Featured Story

Thanksgiving 2022

This Thanksgiving, like every year if we’re lucky, we’ll sit with loved ones and feast, giving thanks for the bounty of our tables, and remembering all we have to be thankful for. It’s also important that we consider those who are not as blessed.

The U.S. Department of Agriculture has reported 33.8 million people, including children, lived in food-insecure households last year — defined as a lack of consistent access to enough food for an active, healthy life — with nearly 11 million households in a condition of “very low food security.” That translates to one or more people sharing a home who have been hungry “over the course of a year.”

The grim statistics don’t spare our region.

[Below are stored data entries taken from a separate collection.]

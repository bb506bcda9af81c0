use serde::{Deserialize, Serialize};

/// Tunables shared by the world, the play flow and the preview renderer.
#[derive(Clone, Debug, PartialEq, Serialize, Deserialize)]
#[serde(default, deny_unknown_fields)]
pub struct AtlasConfig {
    /// Tiles along each edge of a single grid cell.
    pub cells_per_sector: u32,
    /// World units spanned by a single tile; entity positions are expressed in these units.
    pub tile_size: f32,
    /// Preview pixels along each edge of a single grid cell.
    pub preview_resolution: u32,
    /// Rejects expansions whose new footprint covers a completed sector.
    pub check_expansion: bool,
    /// Disables every graphics-backed feature such as preview images.
    pub headless: bool,
    /// Build versions whose saves cannot be loaded by this build.
    pub breaking_builds: Vec<u32>,
    /// Build version stamped into newly written saves.
    pub current_build: u32,
}

impl Default for AtlasConfig {
    fn default() -> Self {
        Self {
            cells_per_sector: 140,
            tile_size: 8.0,
            preview_resolution: 32,
            check_expansion: false,
            headless: false,
            breaking_builds: vec![47, 48, 49, 50],
            current_build: 64,
        }
    }
}

impl AtlasConfig {
    /// Reports whether saves stamped with `build` are incompatible with this build.
    #[must_use]
    pub fn is_breaking_build(&self, build: u32) -> bool {
        self.breaking_builds.contains(&build)
    }
}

Long Island Cares, a nonprofit food provider, estimates that 283,700 of our neighbors on Long Island receive emergency food each year.

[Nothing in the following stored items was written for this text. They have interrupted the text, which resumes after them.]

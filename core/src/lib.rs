#![deny(
    unsafe_code,
    missing_docs,
    dead_code,
    unused_results,
    non_snake_case,
    unreachable_pub
)]

//! Core contracts shared across the Sector Atlas engine.
//!
//! This crate defines the message surface that connects adapters, the
//! authoritative sector world, and pure systems. Adapters submit [`Command`]
//! values describing desired mutations, the world executes those commands via
//! its `apply` entry point, and then broadcasts [`Event`] values that adapters
//! react to (preview rendering, user notices, map reloads). Collaborators the
//! world consults but does not own are expressed as traits: [`TileGenerator`]
//! for terrain and [`EntityRegistry`] for live simulation entities.

mod config;
mod missions;
mod position;
mod tiles;

use serde::{Deserialize, Serialize};

pub use config::AtlasConfig;
pub use missions::{
    BlockKind, Mission, Objective, SpawnGroup, TutorialStep, UnitKind, DEFAULT_WAVES, VICTORY,
};
pub use position::{Footprint, PackedPosition};
pub use tiles::{
    FloorId, GeneratedTile, Structure, Team, Tile, TileBuffer, TileBufferBuilder, TileGenerator,
    TileTransform, WallId,
};

/// Commands that express all permissible world mutations besides expansion.
#[derive(Clone, Debug, PartialEq)]
pub enum Command {
    /// Creates a locked 1x1 sector at the cell unless the cell is already occupied.
    CreateSector {
        /// Column of the cell.
        x: i32,
        /// Row of the cell.
        y: i32,
    },
    /// Marks the sector covering the cell complete and unlocks its surrounding ring.
    CompleteSector {
        /// Column of the cell.
        x: i32,
        /// Row of the cell.
        y: i32,
    },
    /// Records that the sector's current mission was accomplished.
    AdvanceMission {
        /// Sector whose mission advanced.
        sector: SectorId,
    },
    /// Adds progress to the sector's current mission, advancing it once complete.
    RecordMissionProgress {
        /// Sector whose current mission progressed.
        sector: SectorId,
        /// Progress to add.
        amount: u32,
    },
    /// Discards progress on every mission of the sector.
    ResetMissions {
        /// Sector whose missions are reset.
        sector: SectorId,
    },
    /// Emits the begin notification of the sector's current mission.
    BeginMission {
        /// Sector whose current mission begins.
        sector: SectorId,
    },
    /// Selects the sector the simulation is running against.
    SetActiveSector {
        /// Sector that becomes active, or `None` to leave play.
        sector: Option<SectorId>,
    },
    /// Starts a fresh play session on the active sector.
    StartSession,
    /// Binds or unbinds a save slot to the sector.
    AssignSaveSlot {
        /// Sector receiving the binding.
        sector: SectorId,
        /// Slot to bind, `None` once the save was deleted.
        slot: Option<SaveSlotId>,
    },
    /// Re-creates a sector from persisted state.
    RestoreSector {
        /// Persisted state of the sector.
        state: SectorState,
    },
    /// Replaces the authoritative tile buffer, typically from a loaded save.
    InstallMap {
        /// Tiles that become authoritative.
        tiles: TileBuffer,
    },
    /// Removes every sector from the grid and leaves play.
    ResetGrid,
}

/// User-facing notices raised while entering a sector.
#[derive(Clone, Copy, Debug, PartialEq, Eq, Hash)]
pub enum Notice {
    /// The sector's save was written by an incompatible build and was removed.
    OutdatedSave {
        /// Sector whose save was removed.
        sector: SectorId,
    },
    /// The sector's save could not be loaded and was removed.
    CorruptSave {
        /// Sector whose save was removed.
        sector: SectorId,
    },
}

/// Events broadcast by the world after processing commands.
#[derive(Clone, Debug, PartialEq)]
pub enum Event {
    /// A new sector was created on the grid.
    SectorCreated {
        /// Identifier assigned to the sector.
        sector: SectorId,
        /// Packed bottom-left cell of the sector.
        position: PackedPosition,
    },
    /// A sector was marked complete.
    SectorCompleted {
        /// Identifier of the completed sector.
        sector: SectorId,
    },
    /// A sector grew in place.
    SectorExpanded {
        /// Identifier of the expanded sector.
        sector: SectorId,
        /// Footprint after the expansion.
        footprint: Footprint,
    },
    /// A sector was removed because an expansion grew over it.
    SectorAbsorbed {
        /// Identifier of the removed sector.
        sector: SectorId,
        /// Identifier of the sector that grew over it.
        by: SectorId,
    },
    /// An expansion was refused and rolled back.
    ExpansionRejected {
        /// Identifier of the sector that attempted to grow.
        sector: SectorId,
        /// Requested column delta.
        dx: i32,
        /// Requested row delta.
        dy: i32,
    },
    /// A sector's current mission was accomplished.
    MissionAdvanced {
        /// Identifier of the sector.
        sector: SectorId,
        /// Number of missions completed so far.
        completed: u32,
    },
    /// A sector's missions were reset.
    MissionsReset {
        /// Identifier of the sector.
        sector: SectorId,
    },
    /// A mission became the sector's active objective.
    MissionBegan {
        /// Identifier of the sector.
        sector: SectorId,
        /// Objective that began.
        objective: Objective,
        /// Human-readable summary of the objective.
        description: String,
    },
    /// The active sector changed.
    ActiveSectorChanged {
        /// Sector that became active.
        sector: Option<SectorId>,
    },
    /// A fresh play session started on the active sector.
    SessionStarted {
        /// Sector being played.
        sector: SectorId,
        /// Inventory the player's core is stocked with.
        starting_items: Vec<ItemStack>,
    },
    /// A sector's save slot binding changed.
    SaveSlotAssigned {
        /// Identifier of the sector.
        sector: SectorId,
        /// Slot now bound to the sector.
        slot: Option<SaveSlotId>,
    },
    /// Display-only offset that fog and camera layers should apply while a map reloads.
    FogOffset {
        /// Tile offset along the column axis.
        shift_x: u32,
        /// Tile offset along the row axis.
        shift_y: u32,
    },
    /// Consumers must stop reading tiles until [`Event::MapLoadEnded`].
    MapLoadBegan {
        /// Width of the incoming buffer in tiles.
        width: u32,
        /// Height of the incoming buffer in tiles.
        height: u32,
    },
    /// A new authoritative tile buffer is installed.
    MapLoadEnded {
        /// Width of the buffer in tiles.
        width: u32,
        /// Height of the buffer in tiles.
        height: u32,
    },
    /// A preview image should be (re)rendered for the sector.
    PreviewRequested {
        /// Identifier of the sector.
        sector: SectorId,
        /// Footprint to render.
        footprint: Footprint,
    },
    /// Every preview image should be released.
    PreviewsCleared,
    /// Every sector was removed from the grid.
    GridReset,
    /// A notice should be surfaced to the user.
    Notice(Notice),
}

/// Stable identifier of a sector within a world.
#[derive(Clone, Copy, Debug, PartialEq, Eq, Hash, PartialOrd, Ord, Serialize, Deserialize)]
pub struct SectorId(u32);

impl SectorId {
    /// Creates a sector identifier with the provided numeric value.
    #[must_use]
    pub const fn new(value: u32) -> Self {
        Self(value)
    }

    /// Retrieves the numeric representation of the identifier.
    #[must_use]
    pub const fn get(&self) -> u32 {
        self.0
    }
}

/// Identifier of a save slot managed by the save-slot store.
#[derive(Clone, Copy, Debug, PartialEq, Eq, Hash, PartialOrd, Ord, Serialize, Deserialize)]
pub struct SaveSlotId(u32);

impl SaveSlotId {
    /// Creates a save slot identifier with the provided numeric value.
    #[must_use]
    pub const fn new(value: u32) -> Self {
        Self(value)
    }

    /// Retrieves the numeric representation of the identifier.
    #[must_use]
    pub const fn get(&self) -> u32 {
        self.0
    }
}

/// Difficulty bracket applied to a sector's session.
#[derive(Clone, Copy, Debug, PartialEq, Eq, Hash, PartialOrd, Ord, Serialize, Deserialize)]
pub enum DifficultyTier {
    /// Relaxed enemy scaling.
    Normal,
    /// Increased enemy scaling.
    Hard,
    /// Maximum enemy scaling.
    Insane,
}

/// Items that can be stocked in a sector's core.
#[derive(Clone, Copy, Debug, PartialEq, Eq, Hash, PartialOrd, Ord, Serialize, Deserialize)]
pub enum ItemKind {
    /// Basic construction metal.
    Copper,
    /// Secondary construction metal.
    Lead,
    /// Fuel ore.
    Coal,
    /// Smelted alloy.
    DenseAlloy,
    /// Refined semiconductor.
    Silicon,
    /// Late-game metal.
    Titanium,
}

impl ItemKind {
    /// Display name of the item.
    #[must_use]
    pub const fn name(self) -> &'static str {
        match self {
            Self::Copper => "copper",
            Self::Lead => "lead",
            Self::Coal => "coal",
            Self::DenseAlloy => "dense alloy",
            Self::Silicon => "silicon",
            Self::Titanium => "titanium",
        }
    }
}

/// Quantity of a single item.
#[derive(Clone, Copy, Debug, PartialEq, Eq, Hash, Serialize, Deserialize)]
pub struct ItemStack {
    /// Item kind.
    pub item: ItemKind,
    /// Number of items.
    pub amount: u32,
}

impl ItemStack {
    /// Creates a new item stack.
    #[must_use]
    pub const fn new(item: ItemKind, amount: u32) -> Self {
        Self { item, amount }
    }
}

/// Persistent portion of a sector; everything else is re-derived on load.
#[derive(Clone, Copy, Debug, PartialEq, Eq, Hash)]
pub struct SectorState {
    /// Cells covered by the sector.
    pub footprint: Footprint,
    /// Whether the sector has been completed.
    pub complete: bool,
    /// Number of missions completed so far.
    pub completed_missions: u32,
    /// Save slot bound to the sector, `None` when no save exists.
    pub save_slot: Option<SaveSlotId>,
}

/// Live simulation entity as seen by the expansion engine.
pub trait SimEntity {
    /// Current position in world units.
    fn position(&self) -> (f32, f32);

    /// Moves the entity to a new position in world units.
    fn set_position(&mut self, x: f32, y: f32);

    /// Packed index of the tile the entity was spawned from, if it tracks one.
    fn spawner_tile(&self) -> Option<u32> {
        None
    }

    /// Replaces the tracked spawner tile.
    fn set_spawner_tile(&mut self, _tile: Option<u32>) {}
}

/// Iteration contract over every live simulation entity.
pub trait EntityRegistry {
    /// Visits every live entity exactly once.
    fn for_each_entity(&mut self, visit: &mut dyn FnMut(&mut dyn SimEntity));
}

#[cfg(test)]
mod tests {
    use super::{ItemKind, ItemStack, PackedPosition, SaveSlotId, SectorId, Tile};
    use crate::{FloorId, GeneratedTile, Structure, Team, WallId};
    use serde::{de::DeserializeOwned, Serialize};

    fn assert_round_trip<T>(value: &T)
    where
        T: Serialize + DeserializeOwned + PartialEq + std::fmt::Debug,
    {
        let bytes = bincode::serialize(value).expect("serialize");
        let restored: T = bincode::deserialize(&bytes).expect("deserialize");
        assert_eq!(&restored, value);
    }

    #[test]
    fn identifiers_round_trip_through_bincode() {
        assert_round_trip(&SectorId::new(42));
        assert_round_trip(&SaveSlotId::new(7));
        assert_round_trip(&PackedPosition::pack(-3, 12));
    }

    #[test]
    fn item_stack_round_trips_through_bincode() {
        assert_round_trip(&ItemStack::new(ItemKind::DenseAlloy, 470));
    }

    #[test]
    fn tile_with_structure_round_trips_through_bincode() {
        let mut tile = Tile::generated(
            3,
            4,
            GeneratedTile {
                floor: FloorId::new(2),
                wall: WallId::AIR,
                elevation: 1,
            },
        );
        tile.place_structure(Team::Player, Structure::new(9, vec![1, 2, 3]));
        assert_round_trip(&tile);
    }

    #[test]
    fn item_names_are_lowercase() {
        assert_eq!(ItemKind::DenseAlloy.name(), "dense alloy");
        assert_eq!(ItemKind::Titanium.name(), "titanium");
    }
}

Long Island Cares can be reached at 631-582-3663 or [email protected].

Closer to home is the poverty on Shelter Island, which many of us don’t see. But School Nurse Mary Kanarvogel does, every day. (Superintendent of Schools Brian Doelger, Ed.D., has said that in certain school years, 30% of the students receive free or reduced-cost meals at school.)

Ms. Kanarvogel told the Reporter that, “In the dead of winter, it gets rough. I do a lot of field work with the Lions Club to distribute IGA food cards, to help families with heat and coats, or help kids who don’t have money for a school trip.”

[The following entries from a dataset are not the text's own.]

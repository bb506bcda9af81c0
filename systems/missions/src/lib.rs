#![deny(
    unsafe_code,
    missing_docs,
    dead_code,
    unused_results,
    non_snake_case,
    unreachable_pub
)]

//! Deterministic mission assignment for freshly materialised sectors.
//!
//! Every value produced here is a pure function of the sector's packed
//! position, so missions and spawn schedules are re-derived identically after
//! a reload instead of being persisted.

use rand::{Rng, SeedableRng};
use rand_chacha::ChaCha8Rng;
use sector_atlas_core::{
    BlockKind, DifficultyTier, ItemKind, ItemStack, Mission, Objective, PackedPosition,
    SpawnGroup, TutorialStep,
};
use sector_atlas_system_difficulty::{difficulty_of, starting_items, tier_for};

const WAVES_PER_DIFFICULTY: u32 = 5;
const WAVES_PER_ROLL: u32 = 5;
const MAX_TARGET_WAVE: u32 = 100;
const MAX_WAVE_ROLL: u32 = 3;

/// Every derived field of a sector, computed in one pass.
#[derive(Clone, Debug, PartialEq, Eq)]
pub struct SectorProfile {
    /// Floored distance of the sector from the grid origin.
    pub difficulty: u32,
    /// Session tier for the difficulty.
    pub tier: DifficultyTier,
    /// Ordered missions the sector asks the player to accomplish.
    pub missions: Vec<Mission>,
    /// Concatenated waves of every mission, in mission order.
    pub spawn_schedule: Vec<SpawnGroup>,
    /// Items the player starts with.
    pub starting_items: Vec<ItemStack>,
}

/// Derives the full profile of the sector anchored at `position`.
#[must_use]
pub fn profile_for(position: PackedPosition) -> SectorProfile {
    let difficulty = difficulty_of(position.x().into(), position.y().into());
    let missions = assign_missions(position, difficulty);
    let spawn_schedule = spawn_schedule(&missions);
    SectorProfile {
        difficulty,
        tier: tier_for(difficulty),
        missions,
        spawn_schedule,
        starting_items: starting_items(difficulty),
    }
}

/// Missions for a sector of the provided difficulty anchored at `position`.
///
/// The origin sector receives the tutorial sequence; every other sector
/// receives a single wave-survival mission whose target is rolled from a
/// generator seeded with the packed position.
#[must_use]
pub fn assign_missions(position: PackedPosition, difficulty: u32) -> Vec<Mission> {
    if difficulty == 0 {
        return tutorial_missions();
    }

    let roll = deterministic_random(position.get(), 0, MAX_WAVE_ROLL);
    let target_wave = difficulty
        .saturating_mul(WAVES_PER_DIFFICULTY)
        .saturating_add(roll * WAVES_PER_ROLL)
        .min(MAX_TARGET_WAVE);
    vec![Mission::new(Objective::WaveSurvival { target_wave })]
}

/// Concatenation, in mission order, of every mission's waves.
#[must_use]
pub fn spawn_schedule(missions: &[Mission]) -> Vec<SpawnGroup> {
    missions.iter().flat_map(Mission::waves).collect()
}

/// Uniform integer in `min..=max` reproducible from `seed`.
#[must_use]
pub fn deterministic_random(seed: i32, min: u32, max: u32) -> u32 {
    if max <= min {
        return min;
    }
    let mut rng = ChaCha8Rng::seed_from_u64(u64::from(seed as u32));
    rng.gen_range(min..=max)
}

/// Fixed introductory mission sequence played on the origin sector.
#[must_use]
pub fn tutorial_missions() -> Vec<Mission> {
    [
        TutorialStep::Build {
            block: BlockKind::MechanicalDrill,
            count: 1,
        },
        TutorialStep::Build {
            block: BlockKind::Conveyor,
            count: 4,
        },
        TutorialStep::Collect {
            item: ItemKind::Copper,
            amount: 50,
        },
        TutorialStep::Build {
            block: BlockKind::Duo,
            count: 2,
        },
        TutorialStep::Collect {
            item: ItemKind::Lead,
            amount: 40,
        },
        TutorialStep::Build {
            block: BlockKind::Smelter,
            count: 1,
        },
        TutorialStep::Survive { waves: 5 },
    ]
    .into_iter()
    .map(|step| Mission::new(Objective::Tutorial(step)))
    .collect()
}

The Lions have done extraordinary work helping neighbors in need, as has the Food Pantry at Shelter Island Presbyterian Church, managed by selfless volunteers, who deserve our thanks. To donate food, personal care items or money to the Pantry, email: [email protected].

And the Town’s Senior Services and Nutrition Program is on the job to help Islanders with trying times, along with the three main religious congregations on the Island.

Being without proper daily nutrition is not just about being hungry. A recent state-wide survey conducted by the New York Health Foundation revealed some sobering statistics, including that those families suffering from food insecurity are twice as likely to be in ill health, delaying or avoiding medical and dental care in order to buy food.

For everyone who is fortunate to be with loved ones at our November feast this year, we’ll count blessings and understand that an important element of our citizenship is remembering those who are not quite as secure as we are.

Happy Thanksgiving, from all of us at the Reporter.